When he quit on 7 July he said that Islamists had infiltrated the Popular Movement. (Note: However, in an interview published on 21 July 2013 a few days before his death Brahmi said that his former party could not be accused of infidelity and atheism, and that he personally had made the pilgrimage four times.)
Four members of the political bureau of the party, as well as coordinators of regional offices and dozens of supporters, also resigned from the party after a strategy session that discussed the party position on national and pan-Arab issues, political Islam and the coalition with the Popular Front. A 17-member committee was announced to formalize the creation of a new party to be called the Courant Populaire (Popular Current).
Speaking on the "Midi Show" Brahmi said that he had already written his resignation on 16 December 2012.
He said he would act as interim general coordinator of the Popular Current until a congress was held to found the new party.

On 25 July 2013 Brahmi was shot dead outside his house by unknown assassins. The killers fled the scene on a motorbike.
The motive was not known.
Khaled Khichi, a lawyer and member of the party, announced Brahmi's death from the hospital.

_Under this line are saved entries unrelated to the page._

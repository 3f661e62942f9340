//! Discriminator & Struct Emitter
//!
//! Builds the declarations unit: prelude enums, the global `NodeType`
//! discriminator, the shared node header, each family's base record and
//! container with its operation prototypes, and finally one record per
//! variant whose first member embeds the family base by value.

use crate::c_model::{CEnum, CFunction, CItem, CRecord, CUnit, RecordKind};
use crate::operations::{container_operations, MIN_CAPACITY};
use crate::EmitOptions;
use astgen_schema::{
    Family, Field, Registry, TypeSpec, Variant, DISCRIMINATOR_TYPE, HEADER_MEMBER,
    NODE_HEADER_TYPE,
};
use log::{debug, trace};

/// The discriminator enum, one entry per variant in registry order
pub fn discriminator_enum(registry: &Registry) -> CEnum {
    CEnum {
        name: DISCRIMINATOR_TYPE.to_string(),
        members: registry
            .discriminators()
            .iter()
            .map(|d| d.name.clone())
            .collect(),
    }
}

/// Shared prefix of every node: tag, source line, mark bit and the collector's link
pub fn node_header_record() -> CRecord {
    CRecord::new(
        NODE_HEADER_TYPE,
        RecordKind::TaggedTypedef,
        vec![
            Field::new(TypeSpec::value(DISCRIMINATOR_TYPE), "type"),
            Field::new(TypeSpec::value("int"), "lineno"),
            Field::new(TypeSpec::value("bool"), "isMarked"),
            Field::new(
                TypeSpec::pointer(&format!("struct {}", NODE_HEADER_TYPE)),
                "next",
            ),
        ],
    )
}

/// `Node* allocateNode(size_t size, NodeType type);`, implemented by the interpreter
pub fn allocate_node_prototype() -> CFunction {
    CFunction {
        return_type: TypeSpec::pointer(NODE_HEADER_TYPE),
        name: "allocateNode".to_string(),
        params: vec![
            Field::new(TypeSpec::value("size_t"), "size"),
            Field::new(TypeSpec::value(DISCRIMINATOR_TYPE), "type"),
        ],
        body: Vec::new(),
    }
}

pub fn base_record(family: &Family) -> CRecord {
    CRecord::new(family.base_name(), RecordKind::Typedef, family.base.fields.clone())
}

pub fn container_record(family: &Family) -> CRecord {
    let buffer = TypeSpec::new(family.base_name(), 2);
    CRecord::new(
        &family.container_type(),
        RecordKind::Typedef,
        vec![
            Field::new(TypeSpec::value("int"), "count"),
            Field::new(TypeSpec::value("int"), "capacity"),
            Field::new(buffer, &family.container_member()),
        ],
    )
}

/// Variant record: the family base embedded first, then the declared fields in order
pub fn variant_record(family: &Family, variant: &Variant) -> CRecord {
    let mut members = Vec::with_capacity(variant.fields.len() + 1);
    members.push(Field::new(TypeSpec::value(family.base_name()), HEADER_MEMBER));
    members.extend(variant.fields.iter().cloned());
    CRecord::new(&variant.name, RecordKind::Struct, members)
}

/// Build the complete declarations unit
pub fn declarations_unit(registry: &Registry, options: &EmitOptions) -> CUnit {
    let mut unit = CUnit::new();

    unit.push(CItem::Directives(vec![
        format!("#ifndef {}", options.guard),
        format!("#define {}", options.guard),
    ]));
    if !options.includes.is_empty() {
        unit.push(CItem::Directives(
            options
                .includes
                .iter()
                .map(|include| format!("#include \"{}\"", include))
                .collect(),
        ));
    }

    for prelude in registry.enums() {
        unit.push(CItem::Enum(CEnum {
            name: prelude.name.clone(),
            members: prelude.members.clone(),
        }));
    }

    unit.push(CItem::Directives(vec![
        "#define ALLOCATE_NODE(type, nodeType) (type*) allocateNode(sizeof(type), nodeType)"
            .to_string(),
    ]));
    unit.push(CItem::Directives(vec![
        "#ifndef GROW_CAPACITY".to_string(),
        format!(
            "#define GROW_CAPACITY(capacity) ((capacity) < {min} ? {min} : (capacity) * 2)",
            min = MIN_CAPACITY
        ),
        "#endif".to_string(),
    ]));

    let discriminators = discriminator_enum(registry);
    debug!("Emitting {} discriminator(s)", discriminators.members.len());
    unit.push(CItem::Enum(discriminators));
    unit.push(CItem::Record(node_header_record()));
    unit.push(CItem::Prototypes(vec![allocate_node_prototype()]));

    for family in registry.families() {
        debug!(
            "Emitting family {}: base {}, container {}",
            family.group,
            family.base_name(),
            family.container_type()
        );
        unit.push(CItem::Record(base_record(family)));
        unit.push(CItem::Record(container_record(family)));
        unit.push(CItem::Prototypes(container_operations(family).into_vec()));
    }

    for (family, variant) in registry.variants() {
        trace!("Emitting struct {} ({} field(s))", variant.name, variant.fields.len());
        unit.push(CItem::Record(variant_record(family, variant)));
    }

    unit.push(CItem::Directives(vec![format!("#endif // {}", options.guard)]));
    unit
}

The killing triggered demonstrations against the government of Prime Minister Ali Laarayedh.
Brahmi's state funeral was arranged for Saturday 27 July 2013.
He was buried in Jellaz cemetery beside Chokri Belaid.

===After the 2019 parliamentary elections===
After the 2019 Tunisian parliamentary election, the newly elected MP Zouhair Maghzaoui announced in a press statement, that they will form a parliamentary bloc with the Democratic Current.